Pondok Pesantren Daarul Ukhuwwah Putri

Keutamaan Berdiskusi dalam Menuntut Ilmu

 

Sebagai seorang santri, kita harus membiasakan kegiatan belajar bersama, berdiskusi, serta saling melempar masalah. Dan semua itu harus didasari dengan sifat adil. Dengan berhati-hati dan menjaga etika bebicara. Jadi, sebelum kita bebicara, kita harus befikir terlebih dahulu. Bukan asal bicara. Karena, ketika kita befikir maka akan tercipta sebuah inspirasi dan invasi.

Lalu, dalam berdiskusi kita tidak boleh membuat keributan. Serta dianjurkan agar mengutip alasan yang bersumber jelas. Dan berdiskusi atau belajar bersama itu, merupakan sebagian dari musyawarah. Dan musyawarah berguna untuk mengeluarkan kebenaan. Dan demi mendapatkan kebenaran kita harus merenung. Tanpa tergesa-gesa tentunya. Karena, sebagaimana yang kita ketahui, bahwa hasil yang bagus itu tidak penah mengenal SKS (Sistem Kebut Semalam). Atau rumus 2×5 tidak sama halnya dengan 5×2 dalam dunia pendidikan.

Nah, Lho? Artinya, dalam dunia pendidikan, pelajaran yang diulang 5 kali atapun 5 hari hasilnya tidak sama dengan 5 pelajaran yang hanya diulang 2 kali atau dalam 2 hari. Jadi, ilmu yang sedikit-sedikit namun selalu diulang akan selalu diingat. Dan sebaliknya.

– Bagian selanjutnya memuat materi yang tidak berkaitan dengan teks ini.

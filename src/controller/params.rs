//! Positional argument extraction for controller actions.

use serde::de::DeserializeOwned;
use serde_json::{Map, Value};

use crate::error::{Error, HttpError};
use crate::handler::Next;
use crate::request::Request;
use crate::responder::Responder;

/// Where a declared parameter takes its value from.
#[derive(Clone, Copy, Debug, Eq, PartialEq)]
pub enum ParamSource {
    Request,
    Response,
    Next,
    Path,
    Query,
    Body,
    Header,
    Cookie,
}

/// One positional parameter of a controller action.
#[derive(Clone, Debug, Eq, PartialEq)]
pub struct ParameterDeclaration {
    pub source: ParamSource,
    pub name: Option<String>,
    pub index: usize,
}

impl ParameterDeclaration {
    pub fn new(source: ParamSource, index: usize) -> Self {
        Self { source, name: None, index }
    }

    pub fn named(source: ParamSource, name: impl Into<String>, index: usize) -> Self {
        Self { source, name: Some(name.into()), index }
    }
}

/// A single extracted argument.
#[derive(Clone)]
pub enum Arg {
    /// No parameter was declared at this position, or the named value is absent.
    Undefined,
    Request(Request),
    Response(Responder),
    Next(Next),
    Value(Value),
}

impl std::fmt::Debug for Arg {
    fn fmt(&self, f: &mut std::fmt::Formatter<'_>) -> std::fmt::Result {
        match self {
            Self::Undefined => f.write_str("Undefined"),
            Self::Request(req) => f.debug_tuple("Request").field(&req.path()).finish(),
            Self::Response(_) => f.write_str("Response"),
            Self::Next(_) => f.write_str("Next"),
            Self::Value(v) => f.debug_tuple("Value").field(v).finish(),
        }
    }
}

/// The positional arguments handed to a controller action.
#[derive(Clone, Debug, Default)]
pub struct Args(Vec<Arg>);

impl Args {
    pub fn len(&self) -> usize { self.0.len() }
    pub fn is_empty(&self) -> bool { self.0.is_empty() }

    pub fn get(&self, index: usize) -> &Arg {
        self.0.get(index).unwrap_or(&Arg::Undefined)
    }

    /// Deserializes the value at `index`.
    ///
    /// Undefined positions deserialize from `null`, so `Option<T>` accepts
    /// them. String values that do not fit `T` as-is are retried as JSON,
    /// which turns a path segment like `"42"` into a number.
    pub fn value<T: DeserializeOwned>(&self, index: usize) -> Result<T, Error> {
        let value = match self.get(index) {
            Arg::Value(v) => v.clone(),
            Arg::Undefined => Value::Null,
            other => {
                return Err(HttpError::internal(format!(
                    "argument {index} is {other:?}, not a value"
                ))
                .into());
            }
        };

        serde_json::from_value(value.clone()).or_else(|err| match &value {
            Value::String(s) => serde_json::from_str(s)
                .map_err(|_| HttpError::BadRequest(format!("invalid argument {index}: {err}")).into()),
            _ => Err(HttpError::BadRequest(format!("invalid argument {index}: {err}")).into()),
        })
    }

    pub fn request(&self, index: usize) -> Option<&Request> {
        match self.get(index) {
            Arg::Request(req) => Some(req),
            _ => None,
        }
    }

    pub fn responder(&self, index: usize) -> Option<&Responder> {
        match self.get(index) {
            Arg::Response(res) => Some(res),
            _ => None,
        }
    }

    pub fn next(&self, index: usize) -> Option<&Next> {
        match self.get(index) {
            Arg::Next(next) => Some(next),
            _ => None,
        }
    }

    pub fn into_vec(self) -> Vec<Arg> { self.0 }
}

/// Builds the positional arguments for `params`.
///
/// The result has `max(index) + 1` slots; positions nothing was declared
/// for stay [`Arg::Undefined`].
///
/// A source the request does not carry at all (no `Cookie` header, an
/// empty or non-JSON body) resolves to the request itself when the
/// parameter is unnamed, and to `Undefined` when it is named.
pub fn extract_parameters(
    req: &Request,
    res: &Responder,
    next: &Next,
    params: &[ParameterDeclaration],
) -> Args {
    let len = params.iter().map(|p| p.index + 1).max().unwrap_or(0);
    let mut args = vec![Arg::Undefined; len];

    for param in params {
        let name = param.name.as_deref();
        args[param.index] = match param.source {
            ParamSource::Request => Arg::Request(req.clone()),
            ParamSource::Response => Arg::Response(res.clone()),
            ParamSource::Next => Arg::Next(next.clone()),
            ParamSource::Path => from_object(req, Some(string_map(req.params().iter())), name),
            ParamSource::Query => from_object(req, Some(string_map(req.query_map().iter())), name),
            ParamSource::Header => from_object(req, Some(headers(req)), name.map(str::to_ascii_lowercase).as_deref()),
            ParamSource::Cookie => from_object(req, req.cookies().map(|c| string_map(c.iter())), name),
            ParamSource::Body => from_body(req, name),
        };
    }

    Args(args)
}

fn from_object(req: &Request, source: Option<Map<String, Value>>, name: Option<&str>) -> Arg {
    match (source, name) {
        (Some(mut map), Some(name)) => map.remove(name).map(Arg::Value).unwrap_or(Arg::Undefined),
        (Some(map), None) => Arg::Value(Value::Object(map)),
        (None, Some(_)) => Arg::Undefined,
        (None, None) => Arg::Request(req.clone()),
    }
}

fn from_body(req: &Request, name: Option<&str>) -> Arg {
    match (req.json_body(), name) {
        (Some(Value::Object(mut map)), Some(name)) => {
            map.remove(name).map(Arg::Value).unwrap_or(Arg::Undefined)
        }
        (Some(_), Some(_)) => Arg::Undefined,
        (Some(body), None) => Arg::Value(body),
        (None, Some(_)) => Arg::Undefined,
        (None, None) => Arg::Request(req.clone()),
    }
}

fn string_map<'a>(pairs: impl Iterator<Item = (&'a String, &'a String)>) -> Map<String, Value> {
    pairs.map(|(k, v)| (k.clone(), Value::String(v.clone()))).collect()
}

/// Header names lowercased; repeated headers joined with `", "`.
fn headers(req: &Request) -> Map<String, Value> {
    let mut map = Map::new();
    for (name, value) in req.headers() {
        let name = name.to_ascii_lowercase();
        match map.get_mut(&name) {
            Some(Value::String(existing)) => {
                existing.push_str(", ");
                existing.push_str(value);
            }
            _ => {
                map.insert(name, Value::String(value.clone()));
            }
        }
    }
    map
}
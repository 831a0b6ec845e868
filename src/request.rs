//! Incoming HTTP request type.

use std::collections::HashMap;

use bytes::Bytes;
use serde::de::DeserializeOwned;
use serde_json::Value;
use tracing::debug;

use crate::error::Error;
use crate::method::Method;

/// An incoming HTTP request.
///
/// Owned and cheap to clone (the body is a [`Bytes`] handle), so a request
/// can be handed to a middleware and, as a controller argument, to the
/// action at the same time.
#[derive(Clone, Debug)]
pub struct Request {
    method: Method,
    path: String,
    query: HashMap<String, String>,
    headers: Vec<(String, String)>,
    cookies: Option<HashMap<String, String>>,
    body: Bytes,
    pub(crate) params: HashMap<String, String>,
}

impl Request {
    /// Starts building a request by hand, for tests or in-process dispatch.
    ///
    /// ```rust
    /// use trellis::{Method, Request};
    ///
    /// let req = Request::builder(Method::Get, "/users?page=2")
    ///     .header("cookie", "session=abc")
    ///     .build();
    /// assert_eq!(req.query("page"), Some("2"));
    /// assert_eq!(req.cookie("session"), Some("abc"));
    /// ```
    pub fn builder(method: Method, uri: &str) -> RequestBuilder {
        RequestBuilder {
            method,
            uri: uri.to_owned(),
            headers: Vec::new(),
            body: Bytes::new(),
        }
    }

    pub(crate) fn new(method: Method, uri: &str, headers: Vec<(String, String)>, body: Bytes) -> Self {
        let (path, query) = match uri.split_once('?') {
            Some((path, query)) => (path, parse_query(query)),
            None => (uri, HashMap::new()),
        };
        // HTTP/2 clients may split cookies over several `cookie` fields.
        let cookies = headers
            .iter()
            .filter(|(k, _)| k.eq_ignore_ascii_case("cookie"))
            .fold(None, |merged: Option<HashMap<String, String>>, (_, v)| {
                let mut merged = merged.unwrap_or_default();
                merged.extend(parse_cookies(v));
                Some(merged)
            });

        Self {
            method,
            path: if path.is_empty() { "/".to_owned() } else { path.to_owned() },
            query,
            headers,
            cookies,
            body,
            params: HashMap::new(),
        }
    }

    /// Converts hyper request parts plus a collected body.
    pub(crate) fn from_parts(parts: &http::request::Parts, body: Bytes) -> Result<Self, Error> {
        let method = Method::try_from(&parts.method)?;
        let uri = parts
            .uri
            .path_and_query()
            .map(|pq| pq.as_str())
            .unwrap_or("/");
        let headers = parts
            .headers
            .iter()
            .map(|(k, v)| {
                let value = match v.to_str() {
                    Ok(value) => value.to_owned(),
                    Err(_) => {
                        debug!(header = %k, "non-UTF-8 header value, decoded lossily");
                        String::from_utf8_lossy(v.as_bytes()).into_owned()
                    }
                };
                (k.as_str().to_owned(), value)
            })
            .collect();
        Ok(Self::new(method, uri, headers, body))
    }

    pub fn method(&self) -> Method { self.method }
    pub fn path(&self) -> &str { &self.path }
    pub fn headers(&self) -> &[(String, String)] { &self.headers }
    pub fn body(&self) -> &[u8] { &self.body }

    /// Case-insensitive header lookup.
    pub fn header(&self, name: &str) -> Option<&str> {
        self.headers.iter()
            .find(|(k, _)| k.eq_ignore_ascii_case(name))
            .map(|(_, v)| v.as_str())
    }

    /// Returns a named path parameter.
    ///
    /// For a route `/users/{id}`, `req.param("id")` on `/users/42` returns `Some("42")`.
    pub fn param(&self, key: &str) -> Option<&str> {
        self.params.get(key).map(String::as_str)
    }

    pub fn params(&self) -> &HashMap<String, String> { &self.params }

    pub fn query(&self, key: &str) -> Option<&str> {
        self.query.get(key).map(String::as_str)
    }

    pub fn query_map(&self) -> &HashMap<String, String> { &self.query }

    pub fn cookie(&self, name: &str) -> Option<&str> {
        self.cookies.as_ref()?.get(name).map(String::as_str)
    }

    /// Parsed cookies, or `None` when the request carried no `Cookie` header.
    pub fn cookies(&self) -> Option<&HashMap<String, String>> {
        self.cookies.as_ref()
    }

    /// The body as a JSON document, or `None` when it is empty or not JSON.
    pub fn json_body(&self) -> Option<Value> {
        if self.body.is_empty() {
            return None;
        }
        serde_json::from_slice(&self.body).ok()
    }

    /// Deserializes the body into `T`.
    pub fn json<T: DeserializeOwned>(&self) -> Result<T, Error> {
        Ok(serde_json::from_slice(&self.body)?)
    }

    pub(crate) fn with_params(mut self, params: HashMap<String, String>) -> Self {
        self.params = params;
        self
    }
}

/// Fluent builder for [`Request`]. Obtain via [`Request::builder`].
pub struct RequestBuilder {
    method: Method,
    uri: String,
    headers: Vec<(String, String)>,
    body: Bytes,
}

impl RequestBuilder {
    pub fn header(mut self, name: &str, value: &str) -> Self {
        self.headers.push((name.to_owned(), value.to_owned()));
        self
    }

    pub fn body(mut self, body: impl Into<Bytes>) -> Self {
        self.body = body.into();
        self
    }

    /// Sets a JSON body and the matching `content-type`.
    pub fn json(self, value: &Value) -> Self {
        self.header("content-type", "application/json")
            .body(value.to_string())
    }

    pub fn build(self) -> Request {
        Request::new(self.method, &self.uri, self.headers, self.body)
    }
}

fn parse_query(query: &str) -> HashMap<String, String> {
    form_urlencoded::parse(query.as_bytes()).into_owned().collect()
}

fn parse_cookies(header: &str) -> HashMap<String, String> {
    header
        .split(';')
        .filter_map(|pair| {
            let (name, value) = pair.split_once('=')?;
            let name = name.trim();
            if name.is_empty() {
                return None;
            }
            Some((name.to_owned(), value.trim().trim_matches('"').to_owned()))
        })
        .collect()
}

Lalu, ketika kita berdiskusi atau membahas suatu masalah, kita tidak boleh berniat untuk menundukkan lawan bicara kita atapun bahkan mengalahkannya. Namun untuk menunjukkan kebenaran dan boleh juga untuk mengelabuhi ketika lawan bicara kita keras kepala.

Muhammad bin Yahya, ketika ditanya dan belum mengetahui jawabannya, maka beliau menjawab, ” Sementara ini saya belum mengetahuinya. Dan saya akan melihat (membaca/mencari tahu) telebih dahulu. Karena di atas orang yang berilmu (‘alim) ada Yang Maha Mengetahi (Allah SWT).

Dan diskusi itu lebih bagus daripada mengulang pelajaran. Bahkan ada perkataan yang berbunyi, “Berdiskusi selama satu jam lebih baik daripada pengulangan selama sebulan. Namun dengan tabiat yang stabil. Artinya, alangkah baiknya apabila diskusi itu tidak dilakukan bersama orang yang tidak memiliki tabiat stabil atapun emosional. Karena orang tersebut cenderung keras kepala. Dan sifat keras kepala itu menular. Dan ketika kita bedekatan dengan orang yang akhlaknya baik, maka kita akan tepengaruh oleh akhlaq buruknya.

Dalam syair Khalil bin Ahmad Al-Farohidiy (Penemu ilmu Al-‘Arudh), ” Ilmu itu akan didapat bagi siapapun yang mau menjadi pelajaran bagi ilmu tersebut, dan menjadikan semua manusia pelayannya.”

Maka kita memiliki pilihan, apakah kita akan menjadi pelayan ilmu ataukah pelayan dari hawa nafsu kita. Na’udzubillah….

Jadi, bediskusi dan berfikir itu penting dalam menuntut ilmu .Seorang pelajar seharusnya melakukan Mudzakarah (forum saling mengingatkan), munadharah (forum saling mengadu pandangan) dan mutharahah (diskusi). Hal ini dilakukan atas dasar keinsyafan, kalem dan penghayatan serta menyingkiri hal-hal yang berakibat negatif. Munadharah dan mudzakarah adalah cara dalam melakukan musyawarah, sedang permusyawaratan itu sendiri dimaksudkan guna mencari kebenaran. Karena itu, harus dilakukan dengan penghayatan, kalem dan penuh keinsyafan. Dan tidak akan berhasil, bila dilaksanakan dengan cara kekerasan dan berlatar belakang yang tidak baik.